Image: A closeup of the third wave crest (toward the far left in the color image) focusing on detail scientists hadn’t seen before, with multiple strands of ring material visible. The image shows how the ring material behaves after losing the structure Daphnis triggered and goes back to interacting with itself. The ribbon of material that appears to be protruding into the gap in the right-hand portion of the image is probably actually soaring above the ring plane. Toward the left-hand part of the image, that same ribbon of material dives below the ring plane and becomes obscured by the main part of the rings, which is why it disappears from view. Credit: NASA/JPL-Caltech/Space Science Institute.

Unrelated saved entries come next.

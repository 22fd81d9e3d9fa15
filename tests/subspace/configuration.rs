//! Configuration files and the JSON build report.

use std::path::PathBuf;

use subspace_uq::subspace::{BuildStatistics, CvMetric, Normalization};
use subspace_uq::{SubspaceConfig, SubspaceError};

fn temp_path(name: &str) -> PathBuf {
    std::env::temp_dir().join(format!("subspace-uq-{}-{}", std::process::id(), name))
}

#[test]
fn test_partial_json_takes_defaults() {
    let config = SubspaceConfig::from_json_str(
        r#"{
            "initial_samples": 40,
            "normalization": "mean_gradient",
            "criteria": { "energy": true, "cross_validation": true },
            "cv_metric": "decrease"
        }"#,
    )
    .unwrap();

    assert_eq!(config.initial_samples, 40);
    assert_eq!(config.normalization, Normalization::MeanGradient);
    assert!(config.criteria.energy && config.criteria.cross_validation);
    assert!(!config.criteria.constantine);
    assert_eq!(config.cv_metric, CvMetric::Decrease);

    let defaults = SubspaceConfig::default();
    assert_eq!(config.num_replicates, defaults.num_replicates);
    assert_eq!(config.cv_folds, defaults.cv_folds);
    assert_eq!(config.seed, defaults.seed);
}

#[test]
fn test_config_file_round_trip() {
    let config = SubspaceConfig {
        initial_samples: 25,
        refinement_iterations: 2,
        refinement_samples: vec![10],
        user_rank: Some(2),
        ..Default::default()
    };
    let path = temp_path("config.json");
    std::fs::write(&path, serde_json::to_string(&config).unwrap()).unwrap();

    let loaded = SubspaceConfig::from_json_file(&path).unwrap();
    std::fs::remove_file(&path).unwrap();
    assert_eq!(loaded, config);
    assert_eq!(loaded.refinement_batch(1), Some(10));
}

#[test]
fn test_invalid_settings_are_rejected() {
    let cases = [
        r#"{ "initial_samples": 1 }"#,
        r#"{ "user_rank": 0 }"#,
        r#"{ "truncation_tolerance": 0.0 }"#,
        r#"{ "cv_folds": 1 }"#,
        r#"{ "refinement_iterations": 2, "refinement_samples": [5, 5, 5] }"#,
        r#"{ "truncation_threshold": 1.5 }"#,
    ];
    for json in cases {
        assert!(
            matches!(SubspaceConfig::from_json_str(json), Err(SubspaceError::Configuration(_))),
            "accepted {}",
            json
        );
    }

    assert!(matches!(
        SubspaceConfig::from_json_str(r#"{ "normalization": "sideways" }"#),
        Err(SubspaceError::Json(_))
    ));
    assert!(matches!(
        SubspaceConfig::from_json_file(temp_path("missing.json")),
        Err(SubspaceError::Io(_))
    ));
}

#[test]
fn test_statistics_report_is_written() {
    let mut statistics = BuildStatistics::new("active_subspace", 4, 2);
    statistics.rank = 2;
    statistics.total_samples = 80;
    statistics.singular_values = vec![9.0, 4.0, 1e-3, 1e-4];

    let path = temp_path("stats.json");
    statistics.write_json(&path).unwrap();
    let text = std::fs::read_to_string(&path).unwrap();
    std::fs::remove_file(&path).unwrap();

    let value: serde_json::Value = serde_json::from_str(&text).unwrap();
    assert_eq!(value["method"], "active_subspace");
    assert_eq!(value["rank"], 2);
    assert_eq!(value["singular_values"].as_array().unwrap().len(), 4);
    assert!(value["rank_selection"].is_null());

    let parsed: BuildStatistics = serde_json::from_str(&text).unwrap();
    assert_eq!(parsed, statistics);
    assert!(!parsed.numerically_downgraded());
}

I had never thought of Saturn as providing a kind of astrophysical laboratory that could illuminate processes at work in the early Solar System, but this is what the four papers in Science suggest, for here we see the kinds of interactions that take place in disk structures that contain larger accreted objects. The Cassini imagery and data will always symbolize the era of early Solar System reconnaissance on which we are embarked. Imagine what we might do with a next-generation craft, a Cassini follow-up around Uranus or Neptune.

The four papers on the Cassini ‘Grand Finale’ all appear in the June 14 issue of Science, Vol. 364, Issue 6445, and can be accessed here. They are Tiscareno et al., “Close-range remote sensing of Saturn’s rings during Cassini’s ring-grazing orbits and Grand Finale”; Buratti et al., “Close Cassini flybys of Saturn’s ring moons Pan, Daphnis, Atlas, Pandora, and Epimetheus”; Militzer et al., “Measurement and implications of Saturn’s gravity field and ring mass”; and Spilker, “Cassini-Huygens’ exploration of the Saturn system: 13 years of discovery.”